### [Assignment]
Print all of the records below again without a single difference.

+---+

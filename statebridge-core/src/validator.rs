use serde_json::Value;
use statebridge_error::{exchange::ExchangeError, ExchangeResult};
use statebridge_models::{
    constants::LOG_SOURCE, ActionPayload, ChannelActionPayload, ChannelPropertyActionPayload,
    ConnectorActionPayload, DeviceActionPayload, DevicePropertyActionPayload, PayloadSchema,
    RoutingKey, TriggerActionPayload,
};
use tracing::{debug, error};

/// Validates raw command payloads against the schema bound to a routing key.
///
/// Three internal failure classes map onto one externally visible error kind
/// but are logged at different severities: malformed input and catch-all
/// validation failures are operator-actionable (error level), schema
/// violations are expected client mistakes (debug level).
#[derive(Debug, Default)]
pub struct DataValidator;

impl DataValidator {
    pub fn new() -> Self {
        Self
    }

    pub fn validate(&self, raw: &Value, key: RoutingKey) -> ExchangeResult<ActionPayload> {
        let schema = key
            .schema()
            .ok_or_else(|| ExchangeError::UnsupportedRoutingKey(key.to_string()))?;

        if !raw.is_object() {
            let detail = format!("payload for {key} is not a JSON object");
            error!(
                source = LOG_SOURCE,
                r#type = "parse-data",
                code = "malformed_payload",
                "Received message could not be validated: {detail}"
            );
            return Err(ExchangeError::MalformedPayload(detail));
        }

        let payload = Self::deserialize(schema, raw).map_err(|e| {
            debug!(
                source = LOG_SOURCE,
                r#type = "parse-data",
                code = "payload_schema",
                "Received message is not valid: {e}"
            );
            ExchangeError::PayloadSchema(e.to_string())
        })?;

        payload.validate().map_err(|e| {
            error!(
                source = LOG_SOURCE,
                r#type = "parse-data",
                code = "payload_validation",
                "Received message is not valid: {e}"
            );
            ExchangeError::PayloadValidation(e.to_string())
        })?;

        Ok(payload)
    }

    fn deserialize(schema: PayloadSchema, raw: &Value) -> serde_json::Result<ActionPayload> {
        let raw = raw.clone();
        Ok(match schema {
            PayloadSchema::ConnectorAction => {
                ActionPayload::Connector(serde_json::from_value::<ConnectorActionPayload>(raw)?)
            }
            PayloadSchema::DeviceAction => {
                ActionPayload::Device(serde_json::from_value::<DeviceActionPayload>(raw)?)
            }
            PayloadSchema::DevicePropertyAction => ActionPayload::DeviceProperty(
                serde_json::from_value::<DevicePropertyActionPayload>(raw)?,
            ),
            PayloadSchema::ChannelAction => {
                ActionPayload::Channel(serde_json::from_value::<ChannelActionPayload>(raw)?)
            }
            PayloadSchema::ChannelPropertyAction => ActionPayload::ChannelProperty(
                serde_json::from_value::<ChannelPropertyActionPayload>(raw)?,
            ),
            PayloadSchema::TriggerAction => {
                ActionPayload::Trigger(serde_json::from_value::<TriggerActionPayload>(raw)?)
            }
        })
    }
}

+---+

### [Output below]
filename statebridge-core/src/validator.rs
use serde_json::Value;
use statebridge_error::{exchange::ExchangeError, ExchangeResult};
use statebridge_models::{
    constants::LOG_SOURCE, ActionPayload, ChannelActionPayload, ChannelPropertyActionPayload,
    ConnectorActionPayload, DeviceActionPayload, DevicePropertyActionPayload, PayloadSchema,
    RoutingKey, TriggerActionPayload,
};
use tracing::{debug, error};

/// Validates raw command payloads against the schema bound to a routing key.
///
/// Three internal failure classes map onto one externally visible error kind
/// but are logged at different severities: malformed input and catch-all
/// validation failures are operator-actionable (error level), schema
/// violations are expected client mistakes (debug level).
#[derive(Debug, Default)]
pub struct DataValidator;

impl DataValidator {
    pub fn new() -> Self {
        Self
    }

    pub fn validate(&self, raw: &Value, key: RoutingKey) -> ExchangeResult<ActionPayload> {
        let schema = key
            .schema()
            .ok_or_else(|| ExchangeError::UnsupportedRoutingKey(key.to_string()))?;

        if !raw.is_object() {
            let detail = format!("payload for {key} is not a JSON object");
            error!(
                source = LOG_SOURCE,
                r#type = "parse-data",
                code = "malformed_payload",
                "Received message could not be validated: {detail}"
            );
            return Err(ExchangeError::MalformedPayload(detail));
        }

        let payload = Self::deserialize(schema, raw).map_err(|e| {
            debug!(
                source = LOG_SOURCE,
                r#type = "parse-data",
                code = "payload_schema",
                "Received message is not valid: {e}"
            );
            ExchangeError::PayloadSchema(e.to_string())
        })?;

        payload.validate().map_err(|e| {
            error!(
                source = LOG_SOURCE,
                r#type = "parse-data",
                code = "payload_validation",
                "Received message is not valid: {e}"
            );
            ExchangeError::PayloadValidation(e.to_string())
        })?;

        Ok(payload)
    }

    fn deserialize(schema: PayloadSchema, raw: &Value) -> serde_json::Result<ActionPayload> {
        let raw = raw.clone();
        Ok(match schema {
            PayloadSchema::ConnectorAction => {
                ActionPayload::Connector(serde_json::from_value::<ConnectorActionPayload>(raw)?)
            }
            PayloadSchema::DeviceAction => {
                ActionPayload::Device(serde_json::from_value::<DeviceActionPayload>(raw)?)
            }
            PayloadSchema::DevicePropertyAction => ActionPayload::DeviceProperty(
                serde_json::from_value::<DevicePropertyActionPayload>(raw)?,
            ),
            PayloadSchema::ChannelAction => {
                ActionPayload::Channel(serde_json::from_value::<ChannelActionPayload>(raw)?)
            }
            PayloadSchema::ChannelPropertyAction => ActionPayload::ChannelProperty(
                serde_json::from_value::<ChannelPropertyActionPayload>(raw)?,
            ),
            PayloadSchema::TriggerAction => {
                ActionPayload::Trigger(serde_json::from_value::<TriggerActionPayload>(raw)?)
            }
        })
    }
}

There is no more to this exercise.